Photos: AgHealth Australia
Dams, quads, heavy machinery, worksheds, motorbikes and horses: the average Australian farm. For children they offer secret hiding places, imaginary worlds, makeshift play equipment, calls to adventure. But while central to every day farming, these work items can be accidents waiting to happen. Small children are typically mobile, curious and keen to explore. They are unable to foresee hazardous, or even life-threatening consequences. Farms present hazards which are just not seen in urban home environments.
Recent research by AgHealth Australia (previously known as the Australian Centre for Agricultural Health and Safety, based at Dubbo New South Wales within the School of Rural Health, University of Sydney), has shown that the key risks to children on farms are dams, quad bikes, farm vehicles and machinery, motorbikes and horses. While many of the children fatally injured are those who live on the farm, visitors are also at high risk of an accident due to being unaware of the dangers. The study examined data on deaths on farms involving children under 15 years of age in the period from 2000 to 2017.
Drowning is the number one cause of death on a farm for a child under the age of 15 years, with children under five years at highest risk. This is closely followed by accidents involving a quad. While quads appear easy to use, children should not be carried as a passenger on an adult quad under any circumstances and these practices must be discouraged. Kid-sized quads are also dangerous; they can weigh up to 125 kilograms, becoming virtually impossible for a child to get themselves out from under in the event of a rollover.
Most injuries occurred as the result of a child: falling and being runover as a passenger on agricultural machinery or a farm vehicle; asphyxia due to drowning; or being run over by agricultural machinery or a farm vehicle.
More than half of the children fatally injury on a farm were under five years of age.
One of the most effective ways families can prevent child farm injury is to construct a safe play area separate from the farm work space.
The idea of a safe play area – whether it be the house yard, or in a shady area nearby the house - is simply about constructing a securely fenced area where children can be more easily supervised, and which separates very young children from farm hazards. The physical separation of the small child and the farm workplace acts the same way as a swimming pool fence. It also mentally defines work vs. play spaces for older children.
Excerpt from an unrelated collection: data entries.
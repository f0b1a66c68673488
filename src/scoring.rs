//! Rule-based lead scoring.
//!
//! Every lead gets a 0-100 score ("temperature"):
//! - 70-100 hot: urgent deadline, large budget, decision maker
//! - 40-69 warm: medium budget, reasonable timeline
//! - 0-39 cold: little data, small budget, no urgency
//!
//! Alongside the score the engine recommends a priority, whether the lead
//! deserves a personal manager, which department should pick it up, and a
//! short rationale. Scoring is pure and never fails: missing or unrecognised
//! fields simply contribute nothing.
//!
//! Keyword tables carry English and Russian stems; all matching is done on a
//! trimmed, lowercased copy of each field.

use regex::RegexSet;
use serde::{Deserialize, Serialize};
use std::fmt;
use std::sync::OnceLock;

use crate::models::{Lead, ScoredLead};

// ============ Rule tables ============

const URGENT_DEADLINE: &[&str] = &[
    "urgent",
    "immediately",
    "today",
    "tomorrow",
    "asap",
    "1-2 day",
    "couple of days",
    "this week",
    "as soon as possible",
    "end of week",
    "end of the week",
    "emergency",
    "срочн",
    "немедленн",
    "сегодня",
    "завтра",
    "1-2 дн",
    "пару дней",
    "эта недел",
    "ближайш",
    "как можно скор",
    "до конца недел",
    "экстренн",
];

const MEDIUM_DEADLINE: &[&str] = &[
    "2 week",
    "two weeks",
    "month",
    "2-3 week",
    "3-4 week",
    "2 недел",
    "месяц",
    "2-3 недел",
    "3-4 недел",
];

// Amounts from roughly 500k. The bare "500-" pattern is intentionally loose
// and also matches phrases like "500-meter"; kept for compatibility.
const HIGH_BUDGET_PATTERNS: &[&str] = &[
    r"\d[\d\s]*\s*(?:млн|миллион|million|mln)",
    r"(?:от|from)\s*\d[\d\s]*00\s*(?:тыс|thousand)",
    r"\d[\d\s]*00\s*[-–]\s*\d+\s*(?:тыс|thousand)",
    r"500\s*[-–—]",
];

// Amounts from roughly 50k-100k. "100-" has no unit anchor either.
const MID_BUDGET_PATTERNS: &[&str] = &[
    r"100\s*[-–—]",
    r"\d[\d\s]*0\s*[-–]\s*\d+\s*(?:тыс|thousand)",
    r"(?:от|from)\s*50",
];

const MONEY_MARKERS: &[&str] = &[
    "thousand", "тыс", "rub", "руб", "₽", "$", "€", "usd", "eur", "budget", "бюджет",
];

const DECISION_MAKERS: &[&str] = &[
    "director",
    "ceo",
    "cto",
    "coo",
    "cfo",
    "owner",
    "founder",
    "partner",
    "president",
    "chairman",
    "general manager",
    "head of company",
    "head of business",
    "директор",
    "генеральный",
    "собственник",
    "владелец",
    "основатель",
    "учредитель",
    "руководитель",
    "партнёр",
    "партнер",
    "управляющий",
];

const MIDDLE_ROLES: &[&str] = &[
    "manager",
    "head of",
    "team lead",
    "teamlead",
    "project lead",
    "supervisor",
    "менеджер",
    "начальник",
    "руководитель отдел",
    "тимлид",
    "руководитель проект",
];

const LARGE_COMPANY: &[&str] = &[
    "large",
    "enterprise",
    "500+",
    "1000+",
    "100+",
    "corporation",
    "holding",
    "more than 100",
    "more than 50",
    "over 100",
    "50-100",
    "100-500",
    "крупн",
    "корпорац",
    "холдинг",
    "более 100",
    "более 50",
];

const MEDIUM_COMPANY: &[&str] = &[
    "medium",
    "mid-size",
    "midsize",
    "20-50",
    "10-50",
    "50 employees",
    "small-to-medium",
    "средн",
    "50 сотрудник",
    "малый-средн",
];

const LARGE_VOLUME: &[&str] = &[
    "large", "big", "complex", "ongoing", "regular", "massive", "больш", "масштаб", "комплекс",
    "постоянн", "регулярн", "крупн",
];

const MEDIUM_VOLUME: &[&str] = &["medium", "several", "a number of", "средн", "несколько", "ряд"];

const CONSULTING_KEYWORDS: &[&str] = &[
    "audit", "consult", "analys", "analyz", "strateg", "optimiz", "optimis", "аудит", "консульт",
    "анализ", "стратег", "оптимиз",
];

const SUPPORT_KEYWORDS: &[&str] = &[
    "maintenance",
    "repair",
    "support",
    "service",
    "emergency",
    "technical",
    "обслуж",
    "ремонт",
    "поддерж",
    "сервис",
    "аварий",
    "технич",
];

const MAX_SCORE: u32 = 100;
const HOT_THRESHOLD: u8 = 70;
const WARM_THRESHOLD: u8 = 40;
const PERSONAL_MANAGER_THRESHOLD: u8 = 60;
const MAX_COMPLETENESS_POINTS: u32 = 15;

/// Summary used when no rule produced a reason.
pub const INSUFFICIENT_DATA: &str = "insufficient data for analysis";

fn high_budget_patterns() -> &'static RegexSet {
    static SET: OnceLock<RegexSet> = OnceLock::new();
    SET.get_or_init(|| {
        RegexSet::new(HIGH_BUDGET_PATTERNS).expect("high budget patterns are valid")
    })
}

fn mid_budget_patterns() -> &'static RegexSet {
    static SET: OnceLock<RegexSet> = OnceLock::new();
    SET.get_or_init(|| {
        RegexSet::new(MID_BUDGET_PATTERNS).expect("mid budget patterns are valid")
    })
}

fn contains_any(text: &str, keywords: &[&str]) -> bool {
    keywords.iter().any(|kw| text.contains(kw))
}

// ============ Input / output types ============

/// The lead fields the engine looks at.
///
/// Storage rows convert into this shape before scoring (see `From<&Lead>`).
#[derive(Debug, Clone, Default, PartialEq, Eq, Serialize, Deserialize)]
pub struct LeadRecord {
    pub deadline: Option<String>,
    pub budget: Option<String>,
    pub role: Option<String>,
    pub company_size: Option<String>,
    pub business_size: Option<String>,
    pub task_volume: Option<String>,
    pub need_volume: Option<String>,
    pub task_type: Option<String>,
    pub service: Option<String>,
    pub niche: Option<String>,
    pub business_info: Option<String>,
    pub contact_method: Option<String>,
    pub comments: Option<String>,
    pub product_interest: Option<String>,
    pub preferred_contact_method: Option<String>,
    pub convenient_time: Option<String>,
}

impl LeadRecord {
    /// Number of checklist fields carrying non-blank text.
    pub fn filled_fields(&self) -> usize {
        [
            &self.business_info,
            &self.budget,
            &self.niche,
            &self.company_size,
            &self.task_volume,
            &self.role,
            &self.business_size,
            &self.need_volume,
            &self.deadline,
            &self.task_type,
            &self.product_interest,
            &self.contact_method,
            &self.preferred_contact_method,
            &self.convenient_time,
            &self.comments,
            &self.service,
        ]
        .into_iter()
        .filter(|field| normalized(field).is_some())
        .count()
    }
}

impl From<&Lead> for LeadRecord {
    fn from(lead: &Lead) -> Self {
        Self {
            deadline: lead.deadline.clone(),
            budget: lead.budget.clone(),
            role: lead.role.clone(),
            company_size: lead.company_size.clone(),
            business_size: lead.business_size.clone(),
            task_volume: lead.task_volume.clone(),
            need_volume: lead.need_volume.clone(),
            task_type: lead.task_type.clone(),
            service: lead.service.clone(),
            niche: lead.niche.clone(),
            business_info: lead.business_info.clone(),
            contact_method: lead.contact_method.clone(),
            comments: lead.comments.clone(),
            product_interest: lead.product_interest.clone(),
            preferred_contact_method: lead.preferred_contact_method.clone(),
            convenient_time: lead.convenient_time.clone(),
        }
    }
}

#[derive(Debug, Clone, Copy, PartialEq, Eq, Hash, Serialize, Deserialize)]
#[serde(rename_all = "lowercase")]
pub enum Temperature {
    Hot,
    Warm,
    Cold,
}

impl Temperature {
    pub fn from_score(score: u8) -> Self {
        if score >= HOT_THRESHOLD {
            Self::Hot
        } else if score >= WARM_THRESHOLD {
            Self::Warm
        } else {
            Self::Cold
        }
    }

    pub fn priority(self) -> Priority {
        match self {
            Self::Hot => Priority::High,
            Self::Warm => Priority::Medium,
            Self::Cold => Priority::Low,
        }
    }

    pub fn as_str(self) -> &'static str {
        match self {
            Self::Hot => "hot",
            Self::Warm => "warm",
            Self::Cold => "cold",
        }
    }
}

impl fmt::Display for Temperature {
    fn fmt(&self, f: &mut fmt::Formatter<'_>) -> fmt::Result {
        f.write_str(self.as_str())
    }
}

#[derive(Debug, Clone, Copy, PartialEq, Eq, Hash, Serialize, Deserialize)]
#[serde(rename_all = "lowercase")]
pub enum Priority {
    High,
    Medium,
    Low,
}

impl Priority {
    pub fn as_str(self) -> &'static str {
        match self {
            Self::High => "high",
            Self::Medium => "medium",
            Self::Low => "low",
        }
    }
}

impl fmt::Display for Priority {
    fn fmt(&self, f: &mut fmt::Formatter<'_>) -> fmt::Result {
        f.write_str(self.as_str())
    }
}

/// Department a lead should be routed to.
#[derive(Debug, Clone, Copy, PartialEq, Eq, Hash, Serialize, Deserialize)]
#[serde(rename_all = "lowercase")]
pub enum Department {
    Sales,
    Consulting,
    Support,
}

impl Department {
    pub fn as_str(self) -> &'static str {
        match self {
            Self::Sales => "sales",
            Self::Consulting => "consulting",
            Self::Support => "support",
        }
    }
}

impl fmt::Display for Department {
    fn fmt(&self, f: &mut fmt::Formatter<'_>) -> fmt::Result {
        f.write_str(self.as_str())
    }
}

/// Result of scoring a single lead. Computed on demand, never stored.
#[derive(Debug, Clone, PartialEq, Eq, Serialize, Deserialize)]
pub struct LeadScore {
    /// 0-100.
    pub score: u8,
    pub temperature: Temperature,
    pub priority: Priority,
    pub needs_personal_manager: bool,
    pub department: Department,
    /// Reasons joined with "; ", or [`INSUFFICIENT_DATA`].
    pub summary: String,
}

// ============ Scoring ============

#[derive(Debug, Clone, Copy, PartialEq, Eq)]
struct Contribution {
    points: u32,
    reason: Option<&'static str>,
}

impl Contribution {
    const fn new(points: u32, reason: Option<&'static str>) -> Self {
        Self { points, reason }
    }
}

/// Trimmed, lowercased field text; `None` for missing or blank values.
fn normalized(value: &Option<String>) -> Option<String> {
    value
        .as_deref()
        .map(str::trim)
        .filter(|s| !s.is_empty())
        .map(str::to_lowercase)
}

fn deadline_contribution(deadline: &str) -> Contribution {
    if contains_any(deadline, URGENT_DEADLINE) {
        Contribution::new(25, Some("urgent deadline"))
    } else if contains_any(deadline, MEDIUM_DEADLINE) {
        Contribution::new(12, Some("moderate deadline"))
    } else {
        Contribution::new(5, Some("deadline specified"))
    }
}

fn budget_contribution(budget: &str) -> Contribution {
    if high_budget_patterns().is_match(budget) {
        Contribution::new(25, Some("large budget"))
    } else if mid_budget_patterns().is_match(budget) {
        Contribution::new(14, Some("medium budget"))
    } else if contains_any(budget, MONEY_MARKERS) {
        Contribution::new(7, Some("budget specified"))
    } else {
        Contribution::new(0, None)
    }
}

fn role_contribution(role: &str) -> Contribution {
    if is_decision_maker(role) {
        Contribution::new(15, Some("decision maker"))
    } else if contains_any(role, MIDDLE_ROLES) {
        Contribution::new(8, Some("middle management"))
    } else {
        Contribution::new(3, None)
    }
}

fn company_contribution(size: &str) -> Contribution {
    if contains_any(size, LARGE_COMPANY) {
        Contribution::new(10, Some("large company"))
    } else if contains_any(size, MEDIUM_COMPANY) {
        Contribution::new(5, Some("medium company"))
    } else {
        Contribution::new(2, None)
    }
}

fn volume_contribution(volume: &str) -> Contribution {
    if contains_any(volume, LARGE_VOLUME) {
        Contribution::new(10, Some("large volume"))
    } else if contains_any(volume, MEDIUM_VOLUME) {
        Contribution::new(5, None)
    } else {
        Contribution::new(2, None)
    }
}

/// 1.2 points per filled field, capped at 15. `filled * 12` is always even,
/// so the +5 rounding never lands on a tie.
fn completeness_contribution(filled: usize) -> Contribution {
    let points = ((filled as u32 * 12 + 5) / 10).min(MAX_COMPLETENESS_POINTS);
    let reason = if filled >= 10 {
        Some("form filled in detail")
    } else if filled >= 5 {
        Some("form partially filled")
    } else {
        None
    };
    Contribution::new(points, reason)
}

/// Whether a (lowercased) role names someone who can approve spend.
pub fn is_decision_maker(role: &str) -> bool {
    contains_any(role, DECISION_MAKERS)
}

/// Routing recommendation from task type, service and niche.
pub fn recommend_department(lead: &LeadRecord) -> Department {
    let combined = [&lead.task_type, &lead.service, &lead.niche]
        .into_iter()
        .map(|field| normalized(field).unwrap_or_default())
        .collect::<Vec<_>>()
        .join(" ");

    if contains_any(&combined, CONSULTING_KEYWORDS) {
        Department::Consulting
    } else if contains_any(&combined, SUPPORT_KEYWORDS) {
        Department::Support
    } else {
        Department::Sales
    }
}

/// Score a lead.
pub fn score_lead(lead: &LeadRecord) -> LeadScore {
    let role = normalized(&lead.role);
    let company = normalized(&lead.company_size).or_else(|| normalized(&lead.business_size));
    let volume = normalized(&lead.task_volume).or_else(|| normalized(&lead.need_volume));

    let contributions = [
        normalized(&lead.deadline).map(|d| deadline_contribution(&d)),
        normalized(&lead.budget).map(|b| budget_contribution(&b)),
        role.as_deref().map(role_contribution),
        company.as_deref().map(company_contribution),
        volume.as_deref().map(volume_contribution),
        Some(completeness_contribution(lead.filled_fields())),
    ];

    let points: u32 = contributions.iter().flatten().map(|c| c.points).sum();
    let reasons: Vec<&str> = contributions
        .iter()
        .flatten()
        .filter_map(|c| c.reason)
        .collect();

    let score = points.min(MAX_SCORE) as u8;
    let temperature = Temperature::from_score(score);
    let needs_personal_manager =
        score >= PERSONAL_MANAGER_THRESHOLD || role.as_deref().is_some_and(is_decision_maker);

    let summary = if reasons.is_empty() {
        INSUFFICIENT_DATA.to_string()
    } else {
        reasons.join("; ")
    };

    LeadScore {
        score,
        temperature,
        priority: temperature.priority(),
        needs_personal_manager,
        department: recommend_department(lead),
        summary,
    }
}

/// Score a batch, order it hottest first and cut one page out of it.
///
/// The sort is stable, so leads with equal scores keep their input order.
/// `offset`/`limit` apply to the sorted sequence.
pub fn rank_leads(leads: Vec<Lead>, offset: usize, limit: usize) -> Vec<ScoredLead> {
    let mut scored: Vec<ScoredLead> = leads.into_iter().map(ScoredLead::new).collect();
    scored.sort_by(|a, b| b.scoring.score.cmp(&a.scoring.score));
    scored.into_iter().skip(offset).take(limit).collect()
}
To assist with keeping kids safe on the farm, some simple yet effective rules are to make sure that children:
• stay in the safe play area unless an adults takes them and looks after them;
• always wear seatbelts in cars, utes and trucks;
• don’t ride on tractors, quads or the back of utes; and
• always wear helmets when riding motorbikes and horses.
On a positive note, the research indicated that the number of unintentional child deaths has fallen since a previous study covering the period 1989-92, however a systematic national injury plan to support child farm safety is required to achieve further reduction.
Kerri-Lynn Peachey presented a paper on Protecting the future: fatal incidents on Australian farms involving children (2001 to 2017) at the 15th National Rural Health Conference.